At scale, per-node-group ASG drift stacks across thousands of ASGs (Salesforce had 1,180+ node pools pre-migration) and the aggregate distribution becomes unpredictable. Individual ASGs can be balanced while the overall cluster is not.

How Karpenter addresses it

Karpenter's scheduler sees the whole cluster at once: pending pods, existing node distribution per AZ, allowed instance types. It can pick the AZ + instance type combination that most improves overall balance as each node is provisioned, instead of growing a specific ASG that happens to match the shape.

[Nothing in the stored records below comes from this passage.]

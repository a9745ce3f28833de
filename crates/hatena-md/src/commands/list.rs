use clap::ValueEnum;
use prettytable::row;

use hatena_md_core::entry::{format_datetime, EntrySummary};

use crate::config::Config;
use crate::prelude::{println, *};

#[derive(Debug, Clone, Copy, PartialEq, Eq, ValueEnum)]
pub enum OutputFormat {
    Text,
    Json,
    Csv,
}

/// Options for the list command
#[derive(Debug, clap::Args)]
pub struct ListOptions {
    /// Maximum number of entries to show
    #[arg(short = 'n', long)]
    pub limit: Option<usize>,

    /// Show only draft entries
    #[arg(long)]
    pub draft: bool,

    /// Output format
    #[arg(long, value_enum, default_value_t = OutputFormat::Text)]
    pub format: OutputFormat,
}

pub async fn run(options: ListOptions, global: crate::Global) -> Result<()> {
    let config = Config::load(global.config.as_deref())?;
    let client = super::client(&config)?;

    // The draft filter is applied locally, so fetch everything first and
    // trim afterwards.
    let fetch_limit = if options.draft { None } else { options.limit };
    let mut entries = client.list_entries(fetch_limit).await?;
    if options.draft {
        entries.retain(|e| e.draft);
        if let Some(limit) = options.limit {
            entries.truncate(limit);
        }
    }

    println!("{}", format_entry_list(&entries, options.format)?);
    Ok(())
}

/// Render a collection of entry summaries in the requested format.
pub fn format_entry_list(entries: &[EntrySummary], format: OutputFormat) -> Result<String> {
    if entries.is_empty() {
        return Ok("No entries found.".to_string());
    }

    match format {
        OutputFormat::Text => {
            let mut table = new_table();
            table.add_row(row!["ID", "TITLE", "UPDATED", "DRAFT", "CATEGORIES"]);
            for entry in entries {
                table.add_row(row![
                    entry.id,
                    entry.title,
                    entry
                        .updated
                        .as_deref()
                        .map(format_datetime)
                        .unwrap_or_default(),
                    if entry.draft { "yes" } else { "no" },
                    entry.categories.join(", "),
                ]);
            }
            Ok(table.to_string().trim_end().to_string())
        }
        OutputFormat::Json => Ok(serde_json::to_string_pretty(entries)?),
        OutputFormat::Csv => {
            let mut out = String::from("id,title,updated,draft,categories\n");
            for entry in entries {
                out.push_str(&f!(
                    "{},{},{},{},{}\n",
                    csv_field(&entry.id),
                    csv_field(&entry.title),
                    csv_field(entry.updated.as_deref().unwrap_or_default()),
                    entry.draft,
                    csv_field(&entry.categories.join(", ")),
                ));
            }
            Ok(out.trim_end().to_string())
        }
    }
}

fn csv_field(value: &str) -> String {
    if value.contains([',', '"', '\n']) {
        f!("\"{}\"", value.replace('"', "\"\""))
    } else {
        value.to_string()
    }
}

#[cfg(test)]
mod tests {
    use super::*;

    fn summary(id: &str, title: &str, draft: bool) -> EntrySummary {
        EntrySummary {
            id: id.to_string(),
            title: title.to_string(),
            updated: Some("2024-03-05T12:34:56+09:00".to_string()),
            draft,
            categories: vec!["tech".to_string()],
            edit_url: None,
        }
    }

    #[test]
    fn test_empty_list_has_friendly_message() {
        let out = format_entry_list(&[], OutputFormat::Text).unwrap();
        assert_eq!(out, "No entries found.");
    }

    #[test]
    fn test_text_format_includes_header_and_rows() {
        let out = format_entry_list(&[summary("42", "Hello", true)], OutputFormat::Text).unwrap();
        assert!(out.contains("ID"));
        assert!(out.contains("Hello"));
        assert!(out.contains("2024-03-05 12:34:56"));
        assert!(out.contains("yes"));
    }

    #[test]
    fn test_json_format_is_parseable() {
        let out = format_entry_list(&[summary("42", "Hello", false)], OutputFormat::Json).unwrap();
        let parsed: serde_json::Value = serde_json::from_str(&out).unwrap();
        assert_eq!(parsed[0]["id"], "42");
        assert_eq!(parsed[0]["draft"], false);
    }

    #[test]
    fn test_csv_format_quotes_embedded_commas() {
        let out =
            format_entry_list(&[summary("42", "a, b", false)], OutputFormat::Csv).unwrap();
        assert!(out.starts_with("id,title,updated,draft,categories\n"));
        assert!(out.contains("\"a, b\""));
    }

    #[test]
    fn test_csv_field_escapes_quotes() {
        assert_eq!(csv_field("say \"hi\""), "\"say \"\"hi\"\"\"");
        assert_eq!(csv_field("plain"), "plain");
    }
}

Heterogeneous instance types inside one NodePool (GPU / ARM / x86 all valid for certain workloads) widen the capacity pool per AZ, so some valid instance is usually available in the under-represented AZ.

Seen in

  • sources/2026-01-12-aws-salesforce-karpenter-migration-1000-eks-clusters — AZ balance named explicitly as a structural ASG limitation Karpenter fixes.
  • Six-AZ regional topology as a resilience lever, and the 3-AZ-quorum assumption that partial partitions can break. The 2025-10-20 incident's closing paragraph states (verbatim): "Per AWS's Well-Architected Framework, the use of three availability zones allows us to tolerate the failure of one but only if network connectivity between the other two remains reliable. AWS us-east-1 happens to have six availability zones and we're looking into how PlanetScale can better use them all to become more resilient to both zonal outages and network partitions between them." Two wiki-canonical contributions: (1) the 6-AZ datum for us-east-1 (most AWS regions have 3 AZs) as a placement- space lever; (2) the 3-AZ-quorum assumption that a minimum-2-replicas-across-3-AZs topology tolerates one AZ down only if the other two stay connected — a partial partition between two of three AZs breaks the assumption. Canonical argument for using 4+ AZs when the region supports them.